Invero, il giudice di appello ha fornito sufficiente e congrua motivazione, rilevando che l’unico dato certo è costituito dalla richiesta delle società di attribuzione del codice fiscale e di iscrizione nel Registro delle imprese della Camera di commercio solo nell’anno 2003, mentre per quanto concerne l’anno 2002 non risulta prodotta alcuna documentazione relativa alla gestione delle società.
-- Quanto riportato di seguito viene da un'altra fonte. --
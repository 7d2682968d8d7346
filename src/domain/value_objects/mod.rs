//! Value Objects
//!
//! Immutable types shared by ports, services and use cases.

mod key_constraint;
mod outcome;
mod region_key;
mod region_pattern;

pub use key_constraint::KeyConstraint;
pub use outcome::ClearOutcome;
pub use region_key::RegionKey;
pub use region_pattern::{PatternError, RegionMatcher, RegionNamePattern};
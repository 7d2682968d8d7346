//! List command handler

use std::io::Write;

use anyhow::{Context, Result};

use gridclear::config::Config;
use gridclear::infrastructure::JsonSnapshotRepository;
use gridclear::presentation::{factory, output};

/// Execute the list command. Returns whether every pattern resolved.
pub fn cmd_list(config: &Config, patterns: &[String]) -> Result<bool> {
    let repo = JsonSnapshotRepository::new(&config.grid.snapshot);
    let cache = {
        let _lock = repo
            .lock()
            .with_context(|| format!("failed to lock snapshot {}", repo.path().display()))?;
        repo.load()
            .with_context(|| format!("failed to load snapshot {}", repo.path().display()))?
    };

    let result = factory::create_list_use_case(&cache).execute(patterns, config.clear.batch_size);

    let mut stdout = std::io::stdout().lock();
    stdout.write_all(output::render_list(&result, config.output.format).as_bytes())?;
    stdout.flush()?;

    Ok(result.errors.is_empty())
}
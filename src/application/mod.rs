//! Application Layer
//!
//! Use cases that orchestrate the business flow.
//! This layer:
//! - Depends on Domain layer (value objects, services, ports)
//! - Does NOT contain business rules (those are in Domain)
//! - Coordinates between Infrastructure and Domain
//!
//! ## Use Cases
//!
//! - `ClearRegionsUseCase` - Resolve region names and empty each region
//! - `ListRegionsUseCase` - Preview what a clear request would touch

pub mod clear;
pub mod list;

pub use clear::{ClearOptions, ClearRegionsUseCase, ClearSummary};
pub use list::{ListRegionsUseCase, ListResult, RegionDescription};
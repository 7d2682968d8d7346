//! Property tests for region clearing.

use proptest::prelude::*;

use gridclear::application::{ClearOptions, ClearRegionsUseCase};
use gridclear::domain::value_objects::{ClearOutcome, KeyConstraint, RegionKey};
use gridclear::infrastructure::{CollectingResultSender, InMemoryCache, InMemoryRegion};

fn region_with(constraint: Option<KeyConstraint>, count: usize) -> InMemoryRegion {
    let region = InMemoryRegion::new("data", constraint);
    for i in 0..count {
        region
            .put(RegionKey::from(format!("k-{i}")), serde_json::json!(i))
            .unwrap();
    }
    region
}

proptest! {
    #![proptest_config(ProptestConfig {
        cases: 64,
        .. ProptestConfig::default()
    })]

    /// PROPERTY: String-keyed regions are emptied in ceil(n / batch) bulk calls.
    #[test]
    fn property_string_regions_clear_in_ceil_batches(
        count in 0usize..3000,
        batch_size in 1usize..1500,
    ) {
        let region = region_with(Some(KeyConstraint::String), count);
        let mut cache = InMemoryCache::new();
        cache.add_region(region.clone());

        let sender = CollectingResultSender::new();
        let options = ClearOptions::new().with_batch_size(batch_size);
        let summary = ClearRegionsUseCase::new(&cache, &sender).execute(["data"], &options);

        prop_assert!(summary.is_success());
        prop_assert_eq!(
            sender.outcomes(),
            vec![ClearOutcome::Removed { region: "data".to_string(), count }]
        );
        prop_assert_eq!(region.bulk_remove_calls(), count.div_ceil(batch_size));
        prop_assert_eq!(region.single_remove_calls(), 0);
        prop_assert!(region.is_empty());
    }

    /// PROPERTY: Other regions are emptied one key at a time.
    #[test]
    fn property_other_regions_clear_one_by_one(
        count in 0usize..200,
        constrained in any::<bool>(),
    ) {
        let constraint = constrained.then(|| KeyConstraint::Other("long".to_string()));
        let region = region_with(constraint, count);
        let mut cache = InMemoryCache::new();
        cache.add_region(region.clone());

        let sender = CollectingResultSender::new();
        ClearRegionsUseCase::new(&cache, &sender).execute(["data"], &ClearOptions::default());

        prop_assert_eq!(sender.messages(), vec![format!("Removed from region data: {count}")]);
        prop_assert_eq!(region.single_remove_calls(), count);
        prop_assert_eq!(region.bulk_remove_calls(), 0);
        prop_assert!(region.is_empty());
    }
}
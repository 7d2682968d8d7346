//! JSON Result Sender
//!
//! Outputs clear outcomes as NDJSON for CI/automation consumption.

use std::io::{self, Write};
use std::sync::Mutex;

use crate::domain::ports::ResultSender;
use crate::domain::value_objects::ClearOutcome;

/// Result sender that writes one JSON object per outcome
pub struct JsonResultSender {
    writer: Mutex<Box<dyn Write + Send>>,
}

impl JsonResultSender {
    /// Create a JSON sender writing to stdout
    pub fn stdout() -> Self {
        Self {
            writer: Mutex::new(Box::new(io::stdout())),
        }
    }

    /// Create a JSON sender writing to a custom writer (for testing)
    pub fn with_writer<W: Write + Send + 'static>(writer: W) -> Self {
        Self {
            writer: Mutex::new(Box::new(writer)),
        }
    }

    fn write_event(&self, event: serde_json::Value) {
        if let Ok(mut writer) = self.writer.lock() {
            let _ = writeln!(writer, "{}", event);
            let _ = writer.flush();
        }
    }
}

/// JSON representation of an outcome
pub fn outcome_to_json(outcome: &ClearOutcome) -> serde_json::Value {
    match outcome {
        ClearOutcome::Removed { region, count } => serde_json::json!({
            "event": "region_cleared",
            "command": "clear",
            "region": region,
            "count": count,
        }),

        ClearOutcome::WouldRemove { region, count } => serde_json::json!({
            "event": "region_preview",
            "command": "clear",
            "region": region,
            "count": count,
        }),

        ClearOutcome::NotFound { region } => serde_json::json!({
            "event": "region_not_found",
            "command": "clear",
            "region": region,
            "message": outcome.to_string(),
        }),

        ClearOutcome::Failed { region, message } => serde_json::json!({
            "event": "region_failed",
            "command": "clear",
            "region": region,
            "error": message,
        }),
    }
}

impl ResultSender for JsonResultSender {
    fn send_result(&self, outcome: &ClearOutcome) {
        self.write_event(outcome_to_json(outcome));
    }
}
In particolare si è affermato che “le società non hanno svolto alcuna attività prevista dall’oggetto sociale, non avendo prodotto alcun documento idoneo a dimostrare quale attività avessero svolto nel corso del 2002”.

L’oggetto sociale era costituto dalla “coltivazione di cereali (compreso il riso)”, ma nessuno documento è stato prodotto in ordine all’effettivo svolgimento di tale specifica attività.

Il giudice di appello ha anche chiarito che dalle scritture allegate non deriva la dimostrazione dell’effettiva sussistenza della movimentazioni ivi descritte, non essendovi prova di alcun versamento.

Peraltro, le scritture da cui si dovrebbero desumere l’esistenza delle operazioni e, quindi, l’effettività dell’attività nel 2002, provengono da una società che non può essere considerata “terza”, ma che era anch’essa “al centro del meccanismo fraudolento ricostruito dai verificatori”.

L’atto costitutivo delle società semplici, pur potendo essere stipulato con scrittura privata non autenticata, deve essere munito di data certa per essere opponibile ai terzi, e quindi al Fisco.

9. Con il settimo motivo di impugnazione si deduce “violazione e falsa applicazione della L. n. 289 del 2002, art. 9, e della L. n. 350 del 2003, art. 2, comma 44, (art. 360 c.p.c., comma 1, n. 3.)”, in quanto sono stati rispettati tutti i passaggi procedurali per l’accesso al condono di cui alla L. n. 289 del 2002, con la conseguente preclusione di ogni accertamento tributario, ed in particolare: sono stati coperti tutti i periodi di imposta non ancora scaduti dal 1997 al 2001, con estensione della definizione al 2002 ai sensi della L. n. 350 del 2003, art. 2, comma 44; la legge definisce le uniche ipotesi in cui l’amministrazione finanziaria può disconoscere il condono; v’è stato il tempestivo pagamento delle somme dovute sulla base della dichiarazione regolarmente presentata; l’intervenuta adesione al condono preclude la possibilità di contestare nell’an e nel quantum il rapporto tributario ormai cristallizzatosi.

10. Il motivo è infondato.

10.1. Invero, tutti gli adempimenti relativi all’asserito perfezionamento del condono muovono dal presupposto implicito, ma fondamentale, che le società siano esistite ed abbiano svolto attività economica nell’anno 2002, mentre, come detto, vi è la prova documentale che tutte le società hanno chiesto l’attribuzione del codice fiscale e l’iscrizione presso il Registro delle imprese della Camera di commercio solo nel 2003.

Peraltro, mentre nel diritto societario e fallimentare viene tutelato l’affidamento dei terzi e, quindi, può essere dichiarato il fallimento della società “apparente” che, pur non esistendo, però si manifesta ai terzi come esistente, e quindi induce i terzi a contrattare con la stessa (Cass., sez. 2, 20 aprile 2006, n. 9250; Cass., 21 giugno 2004, n. 11491), nel diritto tributario conta l’esistenza della società nella sua effettività (Cass., 5 agosto 1996, n. 7164).

11. Le spese del giudizio di legittimità vanno poste, per il principio della soccombenza, a carico dei ricorrenti e si liquidano come da dispositivo.

P.Q.M.

Rigetta il ricorso.

Condanna i ricorrenti a rimborsare in favore della Agenzia delle entrate le spese del giudizio di legittimità che si liquidano in complessivi Euro 15.000,00, oltre spese prenotate a debito.

Così deciso in Roma, nella Camera di Consiglio, il 15 maggio 2019.